Kaufüberlegungen spezifisch für Kanagawa

Kanagawa ist nicht das ländliche Japan

Leser, die mit 500.000-Yen-Akiya in Tochigi oder Akita vertraut sind, müssen ihre Erwartungen anpassen. Die Nähe Kanagawas zu Tokio setzt eine Preisuntergrenze, die es in ländlichen Präfekturen einfach nicht gibt. Das günstigste bewohnbare Akiya in der Präfektur wird 3–5 Millionen Yen (20.000–33.000 USD) kosten, und die meisten kaufwürdigen Immobilien beginnen bei 5–10 Millionen Yen. Man zahlt für Zugang, Infrastruktur und Wiederverkaufspotenzial – drei Dinge, die tief ländliche Akiya oft völlig vermissen lassen.

Erdbebenvorsorge

Kanagawa liegt an der Grenze zwischen der Philippinischen und der Eurasischen Platte. Das Große Kantō-Erdbeben von 1923 verwüstete Kamakura und Odawara. Jeder Immobilienkauf sollte eine seismische Bewertung beinhalten, und Käufer sollten Budget für Erdbebenverstärkungen einplanen, wenn die Struktur vor der Überarbeitung der japanischen Bauvorschriften (shin-taishin) von 1981 errichtet wurde. Nach 2000 gebaute Immobilien entsprechen im Allgemeinen modernen Standards, aber alles Ältere rechtfertigt eine professionelle Inspektion.

Tsunami-Risiko

Küstenimmobilien in Miura, Kamakura und der Shonan-Region bergen ein Tsunami-Risiko. Überprüfen Sie vor dem Kauf die Gefahrenkarten der Gemeinde – jede Stadt veröffentlicht sie online. Immobilien über 20 Meter Höhe oder mit Abstand zur Küste haben ein deutlich geringeres Risiko. Dies ist eine unabdingbare Due-Diligence-Prüfung für jeden Küstenkauf.

Die Renovierungsrealität

Die meisten Kanagawa-Akiya erfordern Renovierungsbudgets von 2–10 Millionen Yen (13.000–67.000 USD), abhängig vom Alter, Zustand der Immobilie und Ihrer geplanten Nutzung. Häufige Probleme sind:

  • Dachreparatur: 500.000–3.000.000 Yen je nach Material und Schaden
  • Modernisierung der Sanitärinstallation: 300.000–1.500.000 Yen für alternde Wassersysteme
  • Erdbebenverstärkung: 1.000.000–3.000.000 Yen für Strukturen vor 1981
  • Küchen- und Badezimmererneuerung: 1.000.000–5.000.000 Yen je nach Umfang
  • Termitenbehandlung und Strukturreparatur: 200.000–2.000.000 Yen

Für die Navigation von Renovierungsgenehmigungen, die Auswahl von Auftragnehmern und die rechtlichen Komplexitäten des Immobilienkaufs als Ausländer kann die Zusammenarbeit mit einem lizenzierten Makler, der auf Transaktionen mit ausländischen Käufern spezialisiert ist, kostspielige Fehler verhindern.

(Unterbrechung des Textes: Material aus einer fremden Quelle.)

//! Selection and pointer manipulation.
//!
//! The controller owns which objects are active and runs one pointer gesture
//! at a time: click-select, drag-move, handle resize/rotate and marquee.
//! Live gestures rewrite geometry on every move for visual feedback, always
//! from the geometry captured at pointer-down, so nothing accumulates drift.
//! The caller records history once when `pointer_up` reports a change.
//!
//! ## Modifier behaviors
//!
//! | Modifier | Click | Drag | Resize | Rotate |
//! |----------|-------|------|--------|--------|
//! | **Shift** | Toggle in/out of selection | Axis-constrain | Keep aspect (corners) | Snap angle |

use crate::config::EditorConfig;
use crate::input::{InputEvent, Modifiers};
use kurbo::{Affine, Point, Rect, Vec2};
use smallvec::SmallVec;
use tmpl_core::id::ObjectId;
use tmpl_core::model::Geometry;
use tmpl_core::scene::SceneGraph;
use tmpl_render::hit::{Handle, hit_handle, hit_test, hit_test_rect};

/// Ids of the active objects, in the order they were selected.
pub type IdList = SmallVec<[ObjectId; 4]>;

/// Smallest size a resize can shrink an object to, in page units.
const MIN_SIZE: f64 = 1.0;

// ─── Selection ───────────────────────────────────────────────────────────

/// Nothing, one active object, or a multi-object ActiveSelection.
#[derive(Debug, Clone, PartialEq, Default)]
pub enum Selection {
    #[default]
    None,
    Single(ObjectId),
    /// Two or more members transformed together; its frame is the union of
    /// their boxes.
    Active(IdList),
}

Teritoru, unser lizenzierter Partner-Makler, hat Erfahrung in der Begleitung internationaler Käufer durch Kanagawa-Immobilienkäufe, von der ersten Besichtigung bis zur Fertigstellung der Renovierung. Wenn Sie eine Immobilie in Betracht ziehen, die erhebliche Arbeiten erfordert, kann eine Beratung mit ihrem Team Ihnen helfen, realistische Renovierungskosten vor der Verpflichtung einzuschätzen.

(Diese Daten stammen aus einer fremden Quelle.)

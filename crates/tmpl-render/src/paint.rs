//! Scene graph → tiny-skia drawing calls.
//!
//! Walks the scene in z-order and paints fills, strokes and outlines into a
//! CPU pixmap. Text is drawn as skeleton bars (one per line) sized from the
//! font metrics; a thumbnail only needs to show where the copy sits.

use kurbo::Affine;
use tiny_skia::{FillRule, Paint, PathBuilder, Pixmap, Rect, Stroke, StrokeDash, Transform};
use tmpl_core::factory::estimate_text_width;
use tmpl_core::model::{CanvasObject, Color, LINE_HEIGHT, ObjectKind, Style, TextAlign};
use tmpl_core::scene::SceneGraph;

/// Skeleton bar height as a fraction of the font size.
const TEXT_BAR_RATIO: f64 = 0.55;

/// Paint every object of `scene` under `base` (page → pixel transform).
/// Returns the number of objects painted, children included.
pub fn paint_scene(pixmap: &mut Pixmap, scene: &SceneGraph, base: Affine) -> usize {
    let mut painted = 0;
    for obj in scene.iter() {
        painted += paint_object(pixmap, obj, base, 1.0);
    }
    painted
}

fn paint_object(pixmap: &mut Pixmap, obj: &CanvasObject, parent: Affine, parent_opacity: f64) -> usize {
    let affine = parent * obj.geometry.transform();
    let ts = to_skia(affine);
    let opacity = parent_opacity * obj.style.opacity.clamp(0.0, 1.0);
    let (w, h) = (obj.geometry.width, obj.geometry.height);

    log::trace!(
        "paint {} `{}` at ({}, {}) {}x{}",
        obj.kind.tag(),
        obj.id,
        obj.geometry.left,
        obj.geometry.top,
        w,
        h
    );

    match &obj.kind {
        ObjectKind::Rectangle => {
            paint_box(pixmap, w, h, obj.style.fill, &obj.style, ts, opacity);
        }
        ObjectKind::Circle => paint_oval(pixmap, w, h, &obj.style, ts, opacity),
        ObjectKind::Line => paint_line(pixmap, w, h, &obj.style, ts, opacity),
        ObjectKind::Heading { text }
        | ObjectKind::Subheading { text }
        | ObjectKind::BodyText { text }
        | ObjectKind::DataField { text, .. } => {
            paint_box(pixmap, w, h, obj.style.background_color, &obj.style, ts, opacity);
            paint_text_bars(pixmap, text, w, &obj.style, ts, opacity);
        }
        ObjectKind::Table { objects, .. } | ObjectKind::Group { objects } => {
            let mut painted = 1;
            for child in objects {
                painted += paint_object(pixmap, child, affine, opacity);
            }
            return painted;
        }
    }
    1
}

/// kurbo's `[a b c d e f]` maps `x' = a·x + c·y + e`, `y' = b·x + d·y + f`,
/// which is tiny-skia's `(sx, ky, kx, sy, tx, ty)` row order.
fn to_skia(affine: Affine) -> Transform {
    let [a, b, c, d, e, f] = affine.as_coeffs();
    Transform::from_row(a as f32, b as f32, c as f32, d as f32, e as f32, f as f32)
}

fn solid(color: Color, opacity: f64) -> Paint<'static> {
    let alpha = (f64::from(color.a) * opacity).round().clamp(0.0, 255.0) as u8;
    let mut paint = Paint::default();
    paint.set_color_rgba8(color.r, color.g, color.b, alpha);
    paint.anti_alias = true;
    paint
}

fn stroke_for(style: &Style) -> Option<(Color, Stroke)> {
    let color = style.stroke?;
    if style.stroke_width.is_nan() || style.stroke_width <= 0.0 {
        return None;
    }
    let dash = style
        .stroke_dash_array
        .as_ref()
        .and_then(|d| StrokeDash::new(d.iter().map(|v| *v as f32).collect(), 0.0));
    Some((
        color,
        Stroke {
            width: style.stroke_width as f32,
            dash,
            ..Stroke::default()
        },
    ))
}

fn paint_box(
    pixmap: &mut Pixmap,
    w: f64,
    h: f64,
    fill: Option<Color>,
    style: &Style,
    ts: Transform,
    opacity: f64,
) {
    let Some(rect) = Rect::from_xywh(0.0, 0.0, w as f32, h as f32) else {
        return;
    };
    if let Some(fill) = fill {
        pixmap.fill_rect(rect, &solid(fill, opacity), ts, None);
    }
    if let Some((color, stroke)) = stroke_for(style) {
        let path = PathBuilder::from_rect(rect);
        pixmap.stroke_path(&path, &solid(color, opacity), &stroke, ts, None);
    }
}

fn paint_oval(pixmap: &mut Pixmap, w: f64, h: f64, style: &Style, ts: Transform, opacity: f64) {
    let Some(path) = Rect::from_xywh(0.0, 0.0, w as f32, h as f32).and_then(PathBuilder::from_oval)
    else {
        return;
    };
    if let Some(fill) = style.fill {
        pixmap.fill_path(&path, &solid(fill, opacity), FillRule::Winding, ts, None);
    }
    if let Some((color, stroke)) = stroke_for(style) {
        pixmap.stroke_path(&path, &solid(color, opacity), &stroke, ts, None);
    }
}

/// A line runs from the local origin to `(width, height)`.
fn paint_line(pixmap: &mut Pixmap, w: f64, h: f64, style: &Style, ts: Transform, opacity: f64) {
    let Some((color, stroke)) = stroke_for(style) else {
        return;
    };
    let mut pb = PathBuilder::new();
    pb.move_to(0.0, 0.0);
    pb.line_to(w as f32, h as f32);
    if let Some(path) = pb.finish() {
        pixmap.stroke_path(&path, &solid(color, opacity), &stroke, ts, None);
    }
}

fn paint_text_bars(
    pixmap: &mut Pixmap,
    text: &str,
    box_width: f64,
    style: &Style,
    ts: Transform,
    opacity: f64,
) {
    let Some(ink) = style.fill else {
        return;
    };
    let paint = solid(ink, opacity);
    let line_height = style.font_size * LINE_HEIGHT;
    let bar_height = style.font_size * TEXT_BAR_RATIO;

    for (i, line) in text.lines().enumerate() {
        if line.trim().is_empty() {
            continue;
        }
        let bar_width = match style.text_align {
            TextAlign::Justify => box_width,
            _ => estimate_text_width(line.trim(), style.font_size).min(box_width),
        };
        let x = match style.text_align {
            TextAlign::Left | TextAlign::Justify => 0.0,
            TextAlign::Center => (box_width - bar_width) / 2.0,
            TextAlign::Right => box_width - bar_width,
        };
        let y = i as f64 * line_height + (line_height - bar_height) / 2.0;
        if let Some(rect) = Rect::from_xywh(x as f32, y as f32, bar_width as f32, bar_height as f32) {
            pixmap.fill_rect(rect, &paint, ts, None);
        }
    }
}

Wer sollte in Kanagawa kaufen – und wo

Die richtige Zone hängt ganz davon ab, worauf Sie optimieren:

  • Tokio-Pendler, die Strandleben wollen: Kamakura oder Zushi. Teuer, aber pendelbar und liquide Märkte mit gutem Wiederverkaufspotenzial.
  • Budgetkäufer, die Meerblick-Akiya suchen: Miura-Halbinsel. Die niedrigsten Preise, authentische Fischerkultur und Meernähe – auf Kosten längerer Fahrzeiten.
  • Onsen-Immobiliensuchende: Hakone für Tourismuspotenzial (mit erwähnten Minpaku-Beschränkungen), Yugawara für ruhigere literarische Stadtatmosphäre zu niedrigeren Preisen.
  • Priorisierer der Zugangsgeschwindigkeit: Odawara. Nichts anderes in Kanagawa bringt Sie zu diesen Preisen in 35 Minuten vom Bahnhof Tokio weg.
  • Luxuriöses Küstenleben: Hayama. Wenn das Budget keine Einschränkung ist, ist dies die prestigeträchtigste Strandadresse Japans außerhalb Okinawas.

Kanagawa wird niemals die 1-Million-Yen-Sanierungsfälle bieten, die in Akita oder Tochigi Schlagzeilen machen. Was es stattdessen bietet, ist die Möglichkeit, Immobilien mit echtem Lebensstilwert – Surfen, Onsen, Tempelspaziergänge, frischer Thunfisch – im praktischen Einzugsbereich der größten Metropolregion der Welt zu besitzen. Für Käufer, die sowohl das Akiya-Erlebnis als auch das Sicherheitsnetz der Tokio-Erreichbarkeit wollen, gibt es keine bessere Präfektur in Japan.